EXERCISE AIM :: Give back the material that follows, identical in every line.

___

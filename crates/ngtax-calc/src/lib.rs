#![deny(missing_docs)]

//! # ngtax-calc — Progressive Tax Calculators
//!
//! Pure functions from a rate table and user-supplied figures to an itemized
//! result. Each result carries the rates it used, so a response can be
//! audited against the configuration it was computed with.
//!
//! Calculators take `&RateTable`. An
//! [`EffectiveConfig`](ngtax_rates::EffectiveConfig) dereferences to one, so
//! the same function serves base-only and overridden configurations.
//!
//! Invalid inputs (negative income, negative amounts, amounts above
//! [`MAX_AMOUNT`](ngtax_core::MAX_AMOUNT)) are rejected with a
//! [`ValidationError`](ngtax_core::ValidationError) naming the field. Totals
//! are accumulated with checked addition, so no input can panic a
//! calculator.

pub mod cgt;
pub mod cit;
pub mod levy;
pub mod pit;
pub mod vat;

pub use cgt::{compute_cgt, compute_cgt_batch, CgtBatchResult, CgtResult, Disposal};
pub use cit::{compute_cit, CitInput, CitResult, CompanySize};
pub use levy::{compute_levies, LevyInput, LevyKind, LevyLine, LevyResult};
pub use pit::{
    compute_pit, consolidated_relief, progressive_tax, BandTax, CraBreakdown, PitInput,
    PitResult, ProgressiveTax,
};
pub use vat::{compute_vat, VatInput, VatResult, VatTreatment};
//! # Monetary Amounts
//!
//! Amounts are plain [`Decimal`] values capped at [`MAX_AMOUNT`]
//! (one quadrillion naira). The cap applies to calculator inputs and to
//! every amount or threshold in a rate table, so sums of a handful of
//! amounts stay far inside `Decimal`'s range.
//!
//! Calculators still add through [`checked_add`] and [`checked_sum`]: an
//! overflow becomes a [`ValidationError`] naming the result field instead
//! of a panic.

use rust_decimal::Decimal;

use crate::error::ValidationError;

/// Largest amount accepted anywhere in the engine: 10^15.
pub const MAX_AMOUNT: Decimal = Decimal::from_parts(2_764_472_320, 232_830, 0, false, 0);

/// `a + b`, or a validation error on `field` if the sum overflows.
pub fn checked_add(field: &str, a: Decimal, b: Decimal) -> Result<Decimal, ValidationError> {
    a.checked_add(b).ok_or_else(|| overflow(field))
}

/// Sum of `values`, or a validation error on `field` if it overflows.
pub fn checked_sum<I>(field: &str, values: I) -> Result<Decimal, ValidationError>
where
    I: IntoIterator<Item = Decimal>,
{
    values
        .into_iter()
        .try_fold(Decimal::ZERO, |acc, v| acc.checked_add(v))
        .ok_or_else(|| overflow(field))
}

fn overflow(field: &str) -> ValidationError {
    ValidationError::Invalid {
        field: field.to_string(),
        reason: "result exceeds the representable range".to_string(),
    }
}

___

RESPONSE TO THE EXERCISE ::
filename crates/ngtax-calc/src/lib.rs
#![deny(missing_docs)]

//! # ngtax-calc — Progressive Tax Calculators
//!
//! Pure functions from a rate table and user-supplied figures to an itemized
//! result. Each result carries the rates it used, so a response can be
//! audited against the configuration it was computed with.
//!
//! Calculators take `&RateTable`. An
//! [`EffectiveConfig`](ngtax_rates::EffectiveConfig) dereferences to one, so
//! the same function serves base-only and overridden configurations.
//!
//! Invalid inputs (negative income, negative amounts, amounts above
//! [`MAX_AMOUNT`](ngtax_core::MAX_AMOUNT)) are rejected with a
//! [`ValidationError`](ngtax_core::ValidationError) naming the field. Totals
//! are accumulated with checked addition, so no input can panic a
//! calculator.

pub mod cgt;
pub mod cit;
pub mod levy;
pub mod pit;
pub mod vat;

pub use cgt::{compute_cgt, compute_cgt_batch, CgtBatchResult, CgtResult, Disposal};
pub use cit::{compute_cit, CitInput, CitResult, CompanySize};
pub use levy::{compute_levies, LevyInput, LevyKind, LevyLine, LevyResult};
pub use pit::{
    compute_pit, consolidated_relief, progressive_tax, BandTax, CraBreakdown, PitInput,
    PitResult, ProgressiveTax,
};
pub use vat::{compute_vat, VatInput, VatResult, VatTreatment};
//! # Monetary Amounts
//!
//! Amounts are plain [`Decimal`] values capped at [`MAX_AMOUNT`]
//! (one quadrillion naira). The cap applies to calculator inputs and to
//! every amount or threshold in a rate table, so sums of a handful of
//! amounts stay far inside `Decimal`'s range.
//!
//! Calculators still add through [`checked_add`] and [`checked_sum`]: an
//! overflow becomes a [`ValidationError`] naming the result field instead
//! of a panic.

use rust_decimal::Decimal;

use crate::error::ValidationError;

/// Largest amount accepted anywhere in the engine: 10^15.
pub const MAX_AMOUNT: Decimal = Decimal::from_parts(2_764_472_320, 232_830, 0, false, 0);

/// `a + b`, or a validation error on `field` if the sum overflows.
pub fn checked_add(field: &str, a: Decimal, b: Decimal) -> Result<Decimal, ValidationError> {
    a.checked_add(b).ok_or_else(|| overflow(field))
}

/// Sum of `values`, or a validation error on `field` if it overflows.
pub fn checked_sum<I>(field: &str, values: I) -> Result<Decimal, ValidationError>
where
    I: IntoIterator<Item = Decimal>,
{
    values
        .into_iter()
        .try_fold(Decimal::ZERO, |acc, v| acc.checked_add(v))
        .ok_or_else(|| overflow(field))
}

fn overflow(field: &str) -> ValidationError {
    ValidationError::Invalid {
        field: field.to_string(),
        reason: "result exceeds the representable range".to_string(),
    }
}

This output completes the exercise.